Since then, she said, her life has been a whirlwind of MRIs, CT PET scans, and preparing for chemo and radiotherapy, and all other therapy needed.
“The boss, Jacinda, has been a friend, a colleague and my boss through this process. I called her the night I came back to tell her. And her words were deep. I will always have so much respect for the way she deals with dealing with me the past few weeks or so.A text away – always.
“That today she will make an announcement that I will take medical leave from work to focus on the struggle I have for me. She will also appoint acting ministers in my portfolios.”
Allan often said, people’s first question is, “Is there anything I can do?”
“My answer is yes now. Please, please, please – encourage your sisters, your mothers, your daughters, your friends – please #SmearYourMea – it can save your life – and we just need you here.”
‘Destructive News’ – PM
Ardern said she was “well” due to the cancer diagnosis.
“It’s fair to say, as a friend and colleague, I’m hurt by the news – the whole team has.
“But we are also so heartbroken by the character, the person who is Kiri.”
Ardern said Allan from the beginning had “shown a level of determination on her health and well-being, but to finally come back and be a part of the team again”.
Ardern said her focus now was to make sure she looked after herself first and foremost.
“And that we’re here, really, and waiting for her to come back.”
The Prime Minister asked everyone to “look for the warning signs” when it came to cervical cancer.
In an earlier statement, Ardern said: “I consider Kiri not just a colleague but a friend. This news has been devastating. But I also know that Kiri is a person of decisions, and as we have been talking for the past few days I can hear how focus she is on her treatment, and ultimately her return.
“Kiri’s parliamentary family will do everything in their power to support her during her treatment and recovery.
“Until Kiri is able to return to work, I will appoint acting ministers in her portfolios.
“Kris Faafoi will be acting Minister of Emergency Management. He has held the portfolio before, so bringing knowledge and experience with him to the acting role.
Ayesha Verrall will be the Acting Minister of Conservation and Peeni Henare will be the Acting Associate Minister of Arts Culture and Heritage.
“I look forward to welcoming Kiri back into the team and into the cabinet upon her return.”
Ardern said Allan had indicated she would like to return to work in three or four months – Ardern said it would be fine if she was healthy enough.

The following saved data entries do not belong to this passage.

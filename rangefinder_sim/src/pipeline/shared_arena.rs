// rangefinder_sim/src/pipeline/shared_arena.rs

use parking_lot::Mutex;
use rangefinder_core::arena::{Arena, RobotPose};
use std::sync::Arc;

/// The single authoritative arena. Input handling mutates it; the scan
/// coordinator copies it once at the start of every cycle, so a cycle never
/// sees a half-applied update.
#[derive(Debug, Clone)]
pub struct SharedArena {
    inner: Arc<Mutex<Arena>>,
}

impl SharedArena {
    pub fn new(arena: Arena) -> Self {
        Self {
            inner: Arc::new(Mutex::new(arena)),
        }
    }

    pub fn snapshot(&self) -> Arena {
        self.inner.lock().clone()
    }

    pub fn set_pose(&self, robot: RobotPose) {
        self.inner.lock().robot = robot;
    }

    /// Moves and turns the robot relative to its current pose.
    pub fn nudge(&self, dx: f64, dy: f64, dheading: f64) {
        self.inner.lock().robot.nudge(dx, dy, dheading);
        tracing::debug!(dx, dy, dheading, "robot nudged");
    }

    pub fn replace(&self, arena: Arena) {
        *self.inner.lock() = arena;
    }
}
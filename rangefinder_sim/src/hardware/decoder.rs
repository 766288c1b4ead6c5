// rangefinder_sim/src/hardware/decoder.rs

//! Decoder for the rotating sensor's serial byte stream.
//!
//! Records are separated by a `0xFA` start byte. Each record carries an index
//! byte (`0xA0 + k`) and four little-endian distance words; sample `j` of
//! record `k` sits at `(4k + j)` degrees. A set bit in the top three bits of
//! the high byte flags an invalid sample. Distances are in units of 1/20.
//!
//! Malformed records are logged and skipped; they never stop the decoder.

use rangefinder_core::geometry::PolarCoord;
use std::io::{self, BufRead, BufReader, Read};

pub const START_BYTE: u8 = 0xFA;
pub const INDEX_BASE: u8 = 0xA0;
pub const SAMPLES_PER_RECORD: usize = 4;
/// Index byte plus four (low, high) pairs.
pub const RECORD_LEN: usize = 1 + 2 * SAMPLES_PER_RECORD;

const INVALID_MASK: u8 = 0xE0;
const DISTANCE_HIGH_MASK: u8 = 0x1F;
const DISTANCE_SCALE: f64 = 20.0;

#[derive(Debug, Clone, PartialEq, thiserror::Error)]
pub enum RecordError {
    #[error("record too short: {0} bytes")]
    TooShort(usize),

    #[error("index byte {0:#04x} below 0xa0")]
    BadIndex(u8),
}

#[derive(Debug, Clone, Copy, PartialEq)]
pub enum Sample {
    Valid { angle_deg: u16, distance: f64 },
    Invalid { angle_deg: u16 },
}

impl Sample {
    pub fn angle_deg(&self) -> u16 {
        match self {
            Sample::Valid { angle_deg, .. } | Sample::Invalid { angle_deg } => *angle_deg,
        }
    }
}

/// Parses one record (the bytes between two start markers).
pub fn parse_record(bytes: &[u8]) -> Result<[Sample; SAMPLES_PER_RECORD], RecordError> {
    if bytes.len() < RECORD_LEN {
        return Err(RecordError::TooShort(bytes.len()));
    }
    let index = bytes[0];
    if index < INDEX_BASE {
        return Err(RecordError::BadIndex(index));
    }
    let k = u16::from(index - INDEX_BASE);

    let mut samples = [Sample::Invalid { angle_deg: 0 }; SAMPLES_PER_RECORD];
    for (j, sample) in samples.iter_mut().enumerate() {
        let angle_deg = (k * 4 + j as u16) % 360;
        let low = bytes[1 + 2 * j];
        let high = bytes[2 + 2 * j];
        *sample = if high & INVALID_MASK != 0 {
            Sample::Invalid { angle_deg }
        } else {
            let raw = (u16::from(high & DISTANCE_HIGH_MASK) << 8) | u16::from(low);
            Sample::Valid {
                angle_deg,
                distance: f64::from(raw) / DISTANCE_SCALE,
            }
        };
    }
    Ok(samples)
}

/// Collects samples into sweeps. A sweep closes when the sample at 0 degrees
/// of the next revolution arrives.
#[derive(Debug, Default)]
pub struct SweepAssembler {
    pending: Vec<PolarCoord>,
}

impl SweepAssembler {
    pub fn new() -> Self {
        Self::default()
    }

    /// Adds a record's samples, returning a finished sweep if one closed.
    pub fn push(&mut self, samples: &[Sample]) -> Option<Vec<PolarCoord>> {
        let mut finished = None;
        for sample in samples {
            if sample.angle_deg() == 0 && !self.pending.is_empty() {
                finished = Some(std::mem::take(&mut self.pending));
            }
            match *sample {
                Sample::Valid {
                    angle_deg,
                    distance,
                } => self
                    .pending
                    .push(PolarCoord::new(distance, f64::from(angle_deg).to_radians())),
                Sample::Invalid { angle_deg } => {
                    tracing::trace!(angle_deg, "invalid sample");
                }
            }
        }
        finished
    }

    pub fn pending(&self) -> usize {
        self.pending.len()
    }
}

/// Pulls complete sweeps out of a byte stream.
pub struct FrameDecoder<R> {
    reader: BufReader<R>,
    assembler: SweepAssembler,
    buffer: Vec<u8>,
    synced: bool,
    records: u64,
    discarded: u64,
}

impl<R: Read> FrameDecoder<R> {
    pub fn new(reader: R) -> Self {
        Self {
            reader: BufReader::new(reader),
            assembler: SweepAssembler::new(),
            buffer: Vec::with_capacity(64),
            synced: false,
            records: 0,
            discarded: 0,
        }
    }

    /// The next complete sweep, or `None` at end of stream. Samples of an
    /// unfinished final sweep are dropped.
    pub fn next_sweep(&mut self) -> io::Result<Option<Vec<PolarCoord>>> {
        loop {
            self.buffer.clear();
            // Framing is by marker only: a distance byte equal to 0xFA splits
            // its record, and both halves are discarded as too short.
            let read = self.reader.read_until(START_BYTE, &mut self.buffer)?;
            if read == 0 {
                if self.assembler.pending() > 0 {
                    tracing::debug!(samples = self.assembler.pending(), "dropping partial sweep at end of stream");
                }
                return Ok(None);
            }
            if self.buffer.last() == Some(&START_BYTE) {
                self.buffer.pop();
            }

            // Bytes before the first marker are the tail of an unseen record.
            if !self.synced {
                self.synced = true;
                if !self.buffer.is_empty() {
                    tracing::debug!(bytes = self.buffer.len(), "skipping bytes before first start marker");
                }
                continue;
            }

            match parse_record(&self.buffer) {
                Ok(samples) => {
                    self.records += 1;
                    if let Some(sweep) = self.assembler.push(&samples) {
                        return Ok(Some(sweep));
                    }
                }
                Err(e) => {
                    self.discarded += 1;
                    tracing::debug!(error = %e, "discarding record");
                }
            }
        }
    }

    /// Records decoded and records discarded so far.
    pub fn stats(&self) -> (u64, u64) {
        (self.records, self.discarded)
    }
}

impl<R: Read> Iterator for FrameDecoder<R> {
    type Item = io::Result<Vec<PolarCoord>>;

    fn next(&mut self) -> Option<Self::Item> {
        self.next_sweep().transpose()
    }
}

#[cfg(test)]
mod tests {
    use super::*;
    use approx::assert_abs_diff_eq;

    /// Encodes one record with all four samples at `distance`.
    fn record(k: u8, distance: f64) -> Vec<u8> {
        let raw = (distance * DISTANCE_SCALE).round() as u16;
        let mut bytes = vec![START_BYTE, INDEX_BASE + k];
        for _ in 0..SAMPLES_PER_RECORD {
            bytes.push((raw & 0xFF) as u8);
            bytes.push((raw >> 8) as u8);
        }
        bytes
    }

    fn revolution(distance: f64) -> Vec<u8> {
        (0..90).flat_map(|k| record(k, distance)).collect()
    }

    #[test]
    fn parses_a_record() {
        let samples = parse_record(&record(2, 1.5)[1..]).unwrap();
        assert_eq!(
            samples[0],
            Sample::Valid {
                angle_deg: 8,
                distance: 1.5
            }
        );
        assert_eq!(samples[3].angle_deg(), 11);
    }

    #[test]
    fn flags_invalid_samples() {
        let mut bytes = record(0, 2.0)[1..].to_vec();
        bytes[2] |= 0x80;
        let samples = parse_record(&bytes).unwrap();
        assert_eq!(samples[0], Sample::Invalid { angle_deg: 0 });
        assert!(matches!(samples[1], Sample::Valid { .. }));
    }

    #[test]
    fn rejects_short_and_misindexed_records() {
        assert_eq!(parse_record(&[0xA0, 1, 2]), Err(RecordError::TooShort(3)));
        assert_eq!(
            parse_record(&[0x10, 0, 0, 0, 0, 0, 0, 0, 0]),
            Err(RecordError::BadIndex(0x10))
        );
    }

    #[test]
    fn decodes_full_sweeps() {
        let mut stream = revolution(2.0);
        stream.extend(revolution(3.0));
        stream.extend(record(0, 4.0));
        let mut decoder = FrameDecoder::new(stream.as_slice());

        let first = decoder.next_sweep().unwrap().unwrap();
        assert_eq!(first.len(), 360);
        assert_abs_diff_eq!(first[0].radius, 2.0);
        assert_abs_diff_eq!(first[90].angle, 90f64.to_radians(), epsilon = 1e-12);

        let second = decoder.next_sweep().unwrap().unwrap();
        assert_eq!(second.len(), 360);
        assert_abs_diff_eq!(second[359].radius, 3.0);

        assert!(decoder.next_sweep().unwrap().is_none());
        assert_eq!(decoder.stats(), (181, 0));
    }

    #[test]
    fn marker_valued_distance_byte_loses_only_its_record() {
        // 12.5 encodes as 250 = 0xFA in the low byte.
        let mut stream: Vec<u8> = (0..90)
            .flat_map(|k| record(k, if k == 5 { 12.5 } else { 2.0 }))
            .collect();
        stream.extend(record(0, 2.0));
        let mut decoder = FrameDecoder::new(stream.as_slice());

        let sweep = decoder.next_sweep().unwrap().unwrap();
        assert_eq!(sweep.len(), 356);
        assert!(sweep.iter().all(|s| s.radius == 2.0));
        let (_, discarded) = decoder.stats();
        assert!(discarded > 0);
    }

    #[test]
    fn garbage_is_skipped_without_stopping() {
        let mut stream = vec![0x01, 0x02];
        stream.extend(revolution(2.0));
        // A truncated record in the middle of the next revolution.
        stream.extend([START_BYTE, INDEX_BASE, 0x05]);
        stream.extend(revolution(2.5));
        stream.extend(record(0, 1.0));

        let sweeps: Vec<_> = FrameDecoder::new(stream.as_slice())
            .collect::<io::Result<Vec<_>>>()
            .unwrap();
        assert_eq!(sweeps.len(), 2);
        assert_eq!(sweeps[1].len(), 360);
    }
}
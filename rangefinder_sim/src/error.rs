// rangefinder_sim/src/error.rs

use rangefinder_core::error::{ArenaError, SettingsError, SweepError};

pub type Result<T> = std::result::Result<T, SimError>;

/// Errors surfaced by the runtime: configuration problems at start-up and
/// pipeline failures afterwards.
#[derive(Debug, thiserror::Error)]
pub enum SimError {
    #[error("configuration error: {0}")]
    Config(#[from] Box<figment::Error>),

    #[error("failed to render configuration: {0}")]
    Render(#[from] toml::ser::Error),

    #[error("I/O error: {0}")]
    Io(#[from] std::io::Error),

    #[error("invalid arena: {0}")]
    Arena(#[from] ArenaError),

    #[error("invalid sweep parameters: {0}")]
    Sweep(#[from] SweepError),

    #[error("invalid classifier settings: {0}")]
    Classifier(#[from] SettingsError),

    #[error("at least one scan worker is required")]
    NoScanWorkers,

    #[error("point count must be at least the worker count ({workers}), got {points}")]
    NoScanPoints { points: usize, workers: usize },

    #[error("failed to spawn thread '{name}': {source}")]
    WorkerSpawn {
        name: String,
        #[source]
        source: std::io::Error,
    },

    #[error("cycle {cycle}: workers {missing:?} did not report in time")]
    WorkerStalled { cycle: u64, missing: Vec<usize> },

    #[error("pipeline channel disconnected")]
    PipelineDisconnected,
}

impl From<figment::Error> for SimError {
    fn from(e: figment::Error) -> Self {
        SimError::Config(Box::new(e))
    }
}
// rangefinder_sim/src/pipeline/slot.rs

//! Single-value "latest wins" hand-off between pipeline stages.
//!
//! A producer replaces the whole value at once; consumers always see a
//! complete value, never a partially updated one. Nothing is queued: values
//! published while a consumer is busy are simply overwritten.

use parking_lot::{Condvar, Mutex};
use std::sync::Arc;
use std::time::{Duration, Instant};

struct SlotState<T> {
    /// Number of values published so far. `0` means empty.
    version: u64,
    value: Option<Arc<T>>,
    closed: bool,
}

pub struct LatestSlot<T> {
    state: Mutex<SlotState<T>>,
    changed: Condvar,
}

impl<T> Default for LatestSlot<T> {
    fn default() -> Self {
        Self::new()
    }
}

impl<T> LatestSlot<T> {
    pub fn new() -> Self {
        Self {
            state: Mutex::new(SlotState {
                version: 0,
                value: None,
                closed: false,
            }),
            changed: Condvar::new(),
        }
    }

    /// Replaces the current value and wakes every waiting consumer.
    /// Returns the new version.
    pub fn publish(&self, value: T) -> u64 {
        let mut state = self.state.lock();
        state.version += 1;
        state.value = Some(Arc::new(value));
        let version = state.version;
        drop(state);
        self.changed.notify_all();
        version
    }

    /// The current value and its version, if anything was published.
    pub fn latest(&self) -> Option<(u64, Arc<T>)> {
        let state = self.state.lock();
        state.value.as_ref().map(|v| (state.version, Arc::clone(v)))
    }

    pub fn version(&self) -> u64 {
        self.state.lock().version
    }

    /// Blocks until a value newer than `seen` is available, the slot is
    /// closed, or `timeout` elapses. Only the newest value is returned.
    pub fn wait_newer(&self, seen: u64, timeout: Duration) -> Option<(u64, Arc<T>)> {
        let deadline = Instant::now() + timeout;
        let mut state = self.state.lock();
        while state.version <= seen && !state.closed {
            if self.changed.wait_until(&mut state, deadline).timed_out() {
                break;
            }
        }
        if state.version > seen {
            state.value.as_ref().map(|v| (state.version, Arc::clone(v)))
        } else {
            None
        }
    }

    /// Wakes all waiters; later waits return immediately.
    pub fn close(&self) {
        self.state.lock().closed = true;
        self.changed.notify_all();
    }

    pub fn is_closed(&self) -> bool {
        self.state.lock().closed
    }
}
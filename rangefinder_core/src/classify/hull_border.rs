// rangefinder_core/src/classify/hull_border.rs

use super::hull::ConvexHull;
use super::poi::{PoiColor, PointOfInterest};
use super::{Classification, ClassificationStrategy};
use crate::geometry::Point;

/// Rejects every point lying within `threshold` of the scan's convex hull.
///
/// In an enclosed arena the hull approximates the outer walls, so what is
/// left after suppression is the interior structure: rocks and anything else
/// standing off the walls. Hull edges are reported as white segments.
#[derive(Debug, Clone)]
pub struct HullBorder {
    threshold: f64,
}

impl HullBorder {
    pub fn new(threshold: f64) -> Self {
        Self { threshold }
    }
}

impl ClassificationStrategy for HullBorder {
    fn name(&self) -> &'static str {
        "hull_border"
    }

    fn classify(&self, points: &[Point]) -> Classification {
        if points.len() < 2 {
            return Classification::empty();
        }
        let hull = match ConvexHull::compute(points) {
            Ok(hull) => hull,
            Err(e) => {
                tracing::debug!(error = %e, points = points.len(), "no hull, skipping frame");
                return Classification::empty();
            }
        };

        let mut out = Classification::empty();
        for p in points {
            if hull.distance_to_boundary(p) <= self.threshold {
                out.rejected.push(*p);
            } else {
                out.accepted.push(*p);
            }
        }
        out.points_of_interest = hull
            .edges()
            .map(|(start, end)| PointOfInterest::Segment {
                start,
                end,
                color: PoiColor::White,
            })
            .collect();
        out
    }
}

#[cfg(test)]
mod tests {
    use super::*;

    fn square_with_center() -> Vec<Point> {
        vec![
            Point::new(0.0, 0.0),
            Point::new(1.0, 0.0),
            Point::new(1.0, 1.0),
            Point::new(0.0, 1.0),
            Point::new(0.5, 0.5),
        ]
    }

    #[test]
    fn corners_are_border_and_center_is_kept() {
        let out = HullBorder::new(0.15).classify(&square_with_center());
        assert_eq!(out.rejected.len(), 4);
        assert_eq!(out.accepted, vec![Point::new(0.5, 0.5)]);
        assert_eq!(out.points_of_interest.len(), 4);
        assert!(out.points_of_interest.iter().all(|p| p.is_segment()));
    }

    #[test]
    fn points_near_walls_are_rejected() {
        let mut points = square_with_center();
        points.push(Point::new(0.5, 0.1));
        points.push(Point::new(0.95, 0.5));
        points.push(Point::new(0.3, 0.4));
        let out = HullBorder::new(0.15).classify(&points);
        assert!(out.rejected.contains(&Point::new(0.5, 0.1)));
        assert!(out.rejected.contains(&Point::new(0.95, 0.5)));
        assert!(out.accepted.contains(&Point::new(0.3, 0.4)));
        assert_eq!(out.accepted.len() + out.rejected.len(), points.len());
    }

    #[test]
    fn tiny_or_collinear_input_is_empty() {
        let strategy = HullBorder::new(0.15);
        assert!(strategy.classify(&[]).is_empty());
        assert!(strategy.classify(&[Point::new(1.0, 1.0)]).is_empty());
        let line: Vec<Point> = (0..10).map(|i| Point::new(i as f64, 0.0)).collect();
        assert!(strategy.classify(&line).is_empty());
    }
}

Allan has asked for privacy because she and her whānau are focusing on their care and recovery.
National leader Judith Collins said Allan was “very brave”.
“It must have been an unimaginably traumatic time for her and the fact that she was dealing with the Civil Defense issue while knowing this was all happening really speaks volumes about her dedication and courage.”
Collins said the diagnosis was a reminder for all women to have a cervical pain test done.
“And it’s also a reminder that this can really hit people everywhere, it’s a very deceptive disease.
“Kiri’s situation is a reminder to every woman to get out there and test it.”
Collins said the parliament was “all consuming” and what little personal time MPs had left went normally to their families.
“It’s not always an easy place to actually take some time to look after yourself.”